21.9.04

Vela de armas


Ahora la democracia más débil del mundo está entrando en la recta final de su rito renovador polarizada entre la protesta ruidosa, pero de difícil traslado al ámbito de los resultados electorales, y una masiva y trágica resignación que recuerda la actitud de las reses camino al matadero. El andamiaje comicial está herido de desprestigio porque hace cuatro años George W. Bush llegó a la Casa Blanca después de quedar en segundo sitio frente a su oponente demócrata en la suma total de votos y porque ganó a la mala la mayoría de sufragios en Florida, el estado gobernado por su hermano que le dio, a la postre, los electores de segundo grado que requería. Dicen los despachos de prensa que, ante el nuevo empate técnico cantado por las encuestas, los estados mayores del presidente y de John Kerry, su rival, han pasado a la táctica de disputar voto por voto, convencidos, como están, de que la más pequeña diferencia será crucial en el contexto de una elección muy pareja.

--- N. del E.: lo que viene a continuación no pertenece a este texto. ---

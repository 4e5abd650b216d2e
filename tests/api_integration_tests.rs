// API Integration Tests
//
// Purpose: drive every route of the router against a temp catalog file
// Run with: cargo test --features api --test api_integration_tests

#[cfg(feature = "api")]
mod api_tests {
    use axum::{
        body::Body,
        http::{Request, StatusCode},
    };
    use mushroom_catalog::{
        create_router, AppState, CatalogSource, CatalogStore, ClassifierClient,
    };
    use serde_json::Value;
    use std::io::Write;
    use std::sync::Arc;
    use std::time::Duration;
    use tempfile::NamedTempFile;
    use tower::ServiceExt; // for oneshot

    const CATALOG: &str = r#"[
        {"scientific_name": "Amanita muscaria", "common_name": "Fly Agaric, Fly Amanita",
         "edibility": "Poisonous", "habitat": "Birch woodland"},
        {"scientific_name": "Cantharellus cibarius", "common_name": "Golden Chanterelle",
         "edibility": "Choice edible, excellent flavor", "habitat": "Oak forests"},
        {"scientific_name": "Boletus edulis", "common_name": "Porcini, King Bolete",
         "edibility": "Edible", "habitat": "Conifer and oak forests"},
        {"common_name": "Missing scientific name"}
    ]"#;

    fn catalog_file(json: &str) -> NamedTempFile {
        let mut file = NamedTempFile::new().unwrap();
        file.write_all(json.as_bytes()).unwrap();
        file.flush().unwrap();
        file
    }

    fn classifier() -> Arc<ClassifierClient> {
        // Nothing listens on the discard port
        Arc::new(ClassifierClient::new("http://127.0.0.1:9/predict", Duration::from_secs(2)).unwrap())
    }

    // Helper: Create test app over a loaded catalog
    async fn create_test_app(json: &str) -> (axum::Router, Arc<CatalogStore>, NamedTempFile) {
        let file = catalog_file(json);
        let store = Arc::new(CatalogStore::new(CatalogSource::file(file.path())));
        store.load().await.unwrap();
        let app = create_router(AppState::from_parts(store.clone(), classifier()));
        (app, store, file)
    }

    // Helper: Parse JSON response
    async fn json_response(response: axum::response::Response) -> Value {
        let body = axum::body::to_bytes(response.into_body(), usize::MAX)
            .await
            .expect("Failed to read response body");
        serde_json::from_slice(&body).expect("Failed to parse JSON")
    }

    async fn get(app: axum::Router, uri: &str) -> (StatusCode, Value) {
        let response = app
            .oneshot(Request::builder().uri(uri).body(Body::empty()).unwrap())
            .await
            .unwrap();
        let status = response.status();
        (status, json_response(response).await)
    }

    fn scientific_names(body: &Value) -> Vec<String> {
        body["data"]
            .as_array()
            .unwrap()
            .iter()
            .map(|row| row["scientific_name"].as_str().unwrap().to_string())
            .collect()
    }

    // =========================================================================
    // Section 1: Health & About
    // =========================================================================

    #[tokio::test]
    async fn test_health_check() {
        let (app, _store, _file) = create_test_app(CATALOG).await;
        let (status, body) = get(app, "/health").await;

        assert_eq!(status, StatusCode::OK);
        assert_eq!(body["status"], "healthy");
        assert!(body["timestamp"].is_string());
        assert_eq!(body["catalog"]["status"], "ready");
    }

    #[tokio::test]
    async fn test_about_is_static() {
        let (app, _store, _file) = create_test_app(CATALOG).await;
        let (status, body) = get(app, "/api/about").await;

        assert_eq!(status, StatusCode::OK);
        assert_eq!(body["routes"]["about"], "/about");
        assert!(body["safety_warning"].as_str().unwrap().contains("expert"));
    }

    // =========================================================================
    // Section 2: Species list
    // =========================================================================

    #[tokio::test]
    async fn test_list_without_query_returns_catalog() {
        let (app, _store, _file) = create_test_app(CATALOG).await;
        let (status, body) = get(app, "/api/species").await;

        assert_eq!(status, StatusCode::OK);
        assert_eq!(body["rows"], 3);
        assert_eq!(
            scientific_names(&body),
            vec!["Amanita muscaria", "Cantharellus cibarius", "Boletus edulis"]
        );
        let first = &body["data"][0];
        assert_eq!(first["display_name"], "Amanita muscaria (Fly Agaric)");
        assert_eq!(first["edibility_info"]["category"], "toxic");
        assert_eq!(first["edibility_info"]["priority"], "critical");
        assert_eq!(first["route"], "/species/Amanita%20muscaria");
        assert_eq!(first["image"], "/images/species/amanita_muscaria.jpg");
    }

    #[tokio::test]
    async fn test_list_with_multi_word_query() {
        let (app, _store, _file) = create_test_app(CATALOG).await;
        let (_, body) = get(app, "/api/species?q=king%20bol").await;
        assert_eq!(scientific_names(&body), vec!["Boletus edulis"]);
    }

    #[tokio::test]
    async fn test_list_with_filters() {
        let (app, _store, _file) = create_test_app(CATALOG).await;
        let (_, body) = get(app, "/api/species?edibility=edible&habitat=oak").await;
        assert_eq!(
            scientific_names(&body),
            vec!["Cantharellus cibarius", "Boletus edulis"]
        );
    }

    #[tokio::test]
    async fn test_random_and_stats() {
        let (app, _store, _file) = create_test_app(CATALOG).await;

        let (status, body) = get(app.clone(), "/api/species/random?count=2").await;
        assert_eq!(status, StatusCode::OK);
        assert_eq!(body["rows"], 2);

        let (status, body) = get(app, "/api/species/stats").await;
        assert_eq!(status, StatusCode::OK);
        assert_eq!(body["total"], 3);
        assert_eq!(body["edible"], 2);
        assert_eq!(body["toxic"], 1);
        assert_eq!(body["dropped"], 1);
        assert!(body["loaded_at"].is_string());
    }

    // =========================================================================
    // Section 3: Species detail
    // =========================================================================

    #[tokio::test]
    async fn test_detail_by_encoded_scientific_name() {
        let (app, _store, _file) = create_test_app(CATALOG).await;
        let (status, body) = get(app, "/api/species/boletus%20EDULIS").await;

        assert_eq!(status, StatusCode::OK);
        assert_eq!(body["scientific_name"], "Boletus edulis");
        assert_eq!(body["aliases"], serde_json::json!(["Porcini", "King Bolete"]));
        assert_eq!(body["edibility_info"]["status"], "Edible with Caution");
    }

    #[tokio::test]
    async fn test_detail_not_found() {
        let (app, _store, _file) = create_test_app(CATALOG).await;
        let (status, body) = get(app, "/api/species/Psilocybe%20cubensis").await;

        assert_eq!(status, StatusCode::NOT_FOUND);
        assert!(body["error"].as_str().unwrap().contains("Psilocybe cubensis"));
    }

    // =========================================================================
    // Section 4: Catalog lifecycle
    // =========================================================================

    #[tokio::test]
    async fn test_unloaded_catalog_is_unavailable() {
        let store = Arc::new(CatalogStore::new(CatalogSource::file("/nonexistent/mushrooms.json")));
        let _ = store.load().await;
        let app = create_router(AppState::from_parts(store, classifier()));

        let (status, body) = get(app, "/api/species").await;
        assert_eq!(status, StatusCode::SERVICE_UNAVAILABLE);
        assert!(body["error"].as_str().unwrap().contains("/nonexistent/mushrooms.json"));
    }

    #[tokio::test]
    async fn test_reload_endpoint_swaps_catalog() {
        let (app, store, file) = create_test_app(CATALOG).await;

        std::fs::write(
            file.path(),
            r#"[{"scientific_name": "Morchella esculenta", "common_name": "Morel"}]"#,
        )
        .unwrap();

        let response = app
            .clone()
            .oneshot(
                Request::builder()
                    .method("POST")
                    .uri("/api/catalog/reload")
                    .body(Body::empty())
                    .unwrap(),
            )
            .await
            .unwrap();
        assert_eq!(response.status(), StatusCode::OK);
        let body = json_response(response).await;
        assert_eq!(body["status"], "reloaded");
        assert_eq!(body["records"], 1);

        assert_eq!(store.snapshot().len(), 1);
        let (_, body) = get(app, "/api/species").await;
        assert_eq!(scientific_names(&body), vec!["Morchella esculenta"]);
    }

    // =========================================================================
    // Section 5: Classification proxy
    // =========================================================================

    fn multipart_request(file_name: &str, content_type: &str, bytes: &[u8]) -> Request<Body> {
        let boundary = "mushroomboundary";
        let mut body = Vec::new();
        body.extend_from_slice(format!("--{}\r\n", boundary).as_bytes());
        body.extend_from_slice(
            format!(
                "Content-Disposition: form-data; name=\"file\"; filename=\"{}\"\r\n",
                file_name
            )
            .as_bytes(),
        );
        body.extend_from_slice(format!("Content-Type: {}\r\n\r\n", content_type).as_bytes());
        body.extend_from_slice(bytes);
        body.extend_from_slice(format!("\r\n--{}--\r\n", boundary).as_bytes());

        Request::builder()
            .method("POST")
            .uri("/api/predict")
            .header("content-type", format!("multipart/form-data; boundary={}", boundary))
            .body(Body::from(body))
            .unwrap()
    }

    #[tokio::test]
    async fn test_predict_rejects_non_image() {
        let (app, _store, _file) = create_test_app(CATALOG).await;
        let response = app
            .oneshot(multipart_request("notes.txt", "text/plain", b"hello"))
            .await
            .unwrap();

        assert_eq!(response.status(), StatusCode::BAD_REQUEST);
        let body = json_response(response).await;
        assert_eq!(body["error"], "Uploaded file is not an image");
        assert_eq!(body["kind"], "upload");
    }

    #[tokio::test]
    async fn test_predict_unreachable_classifier() {
        let (app, store, _file) = create_test_app(CATALOG).await;
        let response = app
            .oneshot(multipart_request("cap.jpg", "image/jpeg", b"\xff\xd8\xff"))
            .await
            .unwrap();

        assert_eq!(response.status(), StatusCode::BAD_GATEWAY);
        let body = json_response(response).await;
        assert_eq!(body["kind"], "connectivity");

        // Classifier failures leave the catalog alone
        assert_eq!(store.snapshot().len(), 3);
    }
}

Pero con los antecedentes de 2000 y en la perspectiva de diferencias mínimas, uno pensaría que ambos partidos han de estar afinando operativos para robarse unas cuantas urnas en estados clave o en debilitar la presencia de ciertos núcleos de población en las filas ciudadanas, como lo hicieron, documentadamente, los republicanos en Florida con los votantes negros.

Más allá de cualquier intención irónica, las elecciones de este año en Estados Unidos tendrían que contar con la presencia de los observadores del Centro Carter y de la Organización de Estados Americanos. Si hace cuatro años Bush y los republicanos hicieron fraude desde la oposición, habrá que ver de lo que son capaces ahora que pelean el poder desde el poder. Pero ni el espléndido clamor de los antibushistas ni la doble moral de la democracia pontificadora y arrogante que prescribe en otras tierras la limpieza electoral de la que carece en su propia casa me impresionan tanto como esa disposición al sacrificio de la mayoría silenciosa. Pierda o gane Bush, muchos millones de ciudadanos lo beneficiarán (de nueva cuenta) con el sentido de su sufragio, a sabiendas de que con ello estarán abriendo la puerta a cuatro años más de mentira, muerte, corrupción y desigualdad extrema.

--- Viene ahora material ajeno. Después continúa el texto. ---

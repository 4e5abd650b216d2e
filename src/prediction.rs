//! Classification results bound to the catalog.
//!
//! The classification service answers with a list of `{label, confidence,
//! warning?}` entries, either wrapped as `{"predictions": [...]}` or as a bare
//! array. `PredictionBinder` correlates each label to a catalog record and to
//! a deterministic image asset without touching the catalog.

use serde::{Deserialize, Serialize};
use serde_json::Value;

use crate::catalog::Catalog;
use crate::edibility::EdibilityCategory;
use crate::error::ServiceError;
use crate::record::SpeciesRecord;
use crate::routes;

/// Directory holding one image per species slug
pub const ASSET_DIR: &str = "/images/species";

/// Extension of slug images
pub const IMAGE_EXTENSION: &str = "jpg";

/// Confidence below which the service attaches a warning
pub const LOW_CONFIDENCE_THRESHOLD: f64 = 0.5;

/// One entry of a classification response
#[derive(Debug, Clone, PartialEq, Serialize, Deserialize)]
pub struct PredictionEntry {
    pub label: String,
    /// In [0, 1]
    pub confidence: f64,
    #[serde(default, skip_serializing_if = "Option::is_none")]
    pub warning: Option<String>,
}

impl PredictionEntry {
    pub fn is_low_confidence(&self) -> bool {
        self.confidence < LOW_CONFIDENCE_THRESHOLD
    }
}

#[derive(Deserialize)]
struct WrappedPredictions {
    predictions: Vec<PredictionEntry>,
}

/// Accept `{"predictions": [...]}` or a bare array. Anything else is a format error.
pub fn parse_predictions(body: Value) -> Result<Vec<PredictionEntry>, ServiceError> {
    let malformed = |e: serde_json::Error| ServiceError::Format(format!("malformed prediction entry: {}", e));

    if body.is_array() {
        return serde_json::from_value(body).map_err(malformed);
    }
    if body.get("predictions").map_or(false, Value::is_array) {
        return serde_json::from_value::<WrappedPredictions>(body)
            .map(|w| w.predictions)
            .map_err(malformed);
    }

    Err(ServiceError::Format(format!(
        "expected predictions array, got {}",
        json_kind(&body)
    )))
}

fn json_kind(value: &Value) -> &'static str {
    match value {
        Value::Null => "null",
        Value::Bool(_) => "boolean",
        Value::Number(_) => "number",
        Value::String(_) => "string",
        Value::Array(_) => "array",
        Value::Object(_) => "object",
    }
}

// ============================================================================
// Asset slug
// ============================================================================

/// Deterministic image path for a species label.
///
/// Lowercase, trim, collapse each whitespace run to one underscore, then
/// prefix `ASSET_DIR` and append `IMAGE_EXTENSION`. Labels differing only by
/// case or spacing map to the same asset.
pub fn asset_path_for(label: &str) -> String {
    let slug = label
        .to_lowercase()
        .split_whitespace()
        .collect::<Vec<_>>()
        .join("_");
    format!("{}/{}.{}", ASSET_DIR, slug, IMAGE_EXTENSION)
}

// ============================================================================
// Confidence bands
// ============================================================================

#[derive(Debug, Clone, Copy, PartialEq, Eq, Serialize)]
#[serde(rename_all = "snake_case")]
pub enum ConfidenceBand {
    High,
    Medium,
    Low,
}

/// Percentage cut-offs. A value strictly above `high` is High, strictly above
/// `medium` is Medium, anything else (NaN included) is Low.
#[derive(Debug, Clone, Copy, PartialEq)]
pub struct BandThresholds {
    pub high: f64,
    pub medium: f64,
}

impl BandThresholds {
    /// Result badge and confidence bar on the classification view
    pub const RESULT_BADGE: BandThresholds = BandThresholds { high: 80.0, medium: 60.0 };

    /// Looser cut-offs for secondary listings
    pub const SECONDARY: BandThresholds = BandThresholds { high: 70.0, medium: 50.0 };

    pub fn band(&self, confidence: f64) -> ConfidenceBand {
        let percent = confidence * 100.0;
        if percent > self.high {
            ConfidenceBand::High
        } else if percent > self.medium {
            ConfidenceBand::Medium
        } else {
            ConfidenceBand::Low
        }
    }
}

impl Default for BandThresholds {
    fn default() -> Self {
        Self::RESULT_BADGE
    }
}

// ============================================================================
// Binder
// ============================================================================

/// UI-ready classification result
#[derive(Debug, Clone, Serialize)]
pub struct BoundPrediction {
    /// 0 is the top result
    pub rank: usize,
    pub label: String,
    pub confidence: f64,
    pub confidence_percent: f64,
    pub band: ConfidenceBand,
    #[serde(skip_serializing_if = "Option::is_none")]
    pub warning: Option<String>,
    pub asset_path: String,
    pub detail_route: String,
    /// `None` when the label is not in the catalog; consumers show the raw label.
    pub species: Option<SpeciesRecord>,
    pub category: Option<EdibilityCategory>,
}

/// Correlates service labels with a catalog snapshot.
pub struct PredictionBinder<'a> {
    catalog: &'a Catalog,
    thresholds: BandThresholds,
}

impl<'a> PredictionBinder<'a> {
    pub fn new(catalog: &'a Catalog) -> Self {
        Self {
            catalog,
            thresholds: BandThresholds::default(),
        }
    }

    pub fn with_thresholds(mut self, thresholds: BandThresholds) -> Self {
        self.thresholds = thresholds;
        self
    }

    pub fn resolve_species(&self, label: &str) -> Option<&'a SpeciesRecord> {
        self.catalog.by_scientific_name(label)
    }

    /// Bind entries in service order.
    pub fn bind(&self, entries: &[PredictionEntry]) -> Vec<BoundPrediction> {
        entries
            .iter()
            .enumerate()
            .map(|(rank, entry)| {
                let species = self.resolve_species(&entry.label);
                BoundPrediction {
                    rank,
                    label: entry.label.clone(),
                    confidence: entry.confidence,
                    confidence_percent: entry.confidence * 100.0,
                    band: self.thresholds.band(entry.confidence),
                    warning: entry.warning.clone(),
                    asset_path: asset_path_for(&entry.label),
                    detail_route: routes::species_detail_route(&entry.label),
                    category: species.map(SpeciesRecord::category),
                    species: species.cloned(),
                }
            })
            .collect()
    }
}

Esos gringos puritanos que tanto se escandalizaron con las conductas sexuales de Bill Clinton y con los ocultamientos iniciales de los fajes húmedos entre el presidente y Monica Lewinsky han soportado a pie firme, en el cuatrienio siguiente, la mendacidad de un señor al que no se le mueve un músculo de la cara cuando afirma que la destrucción de Irak (y de sus habitantes, así como de mil señoras y señores, jóvenes y señoritas de Estados Unidos) estaba justificada, pese a que el pretexto inicial, las armas de destrucción masiva, eran desde el principio una engañifa inverosímil. Con todo, la víctima principal de Bush no es la verdad, sino la vida de muchos seres humanos. El Pentágono no se da abasto para mantener siquiera una apariencia de control en el desgarrado territorio de Irak y muy pronto tendrá que mandar más tropa. Y no serán cuerpos de elite --marines, rangers, boinas verdes--, porque ésos ya están destacados allá, y tal vez ni siquiera soldados profesionales. Serán reservistas y miembros de la Guardia Nacional, es decir, oficinistas barrigones y muchachos que se enrolaron para facilitarse la manutención de los estudios, o despachadores de pizzería que querían hacerse con unos dólares adicionales los fines de semana.

Algunos de esos honestos ciudadanos estadunidenses --los más afortunados-- serán enseñados a torturar y asesinar civiles, otros perderán una pierna o una mano y algunos más no volverán nunca a sus oficinas, a sus universidades o a sus pizzerías. Tendrán, eso sí, un nicho de media pulgada en las ediciones especiales en las que The New York Times rinde homenaje a los caídos.

Lo peor de todo es que, a estas alturas, tal vez no logren escapar de ese destino ni siquiera votando contra Bush, es decir, a favor de Kerry. No, corrijo: lo peor de lo peor es que muchos irán a sufragar con orgullo y convencidos de que la preservación de ese ritual merece cualquier sacrificio.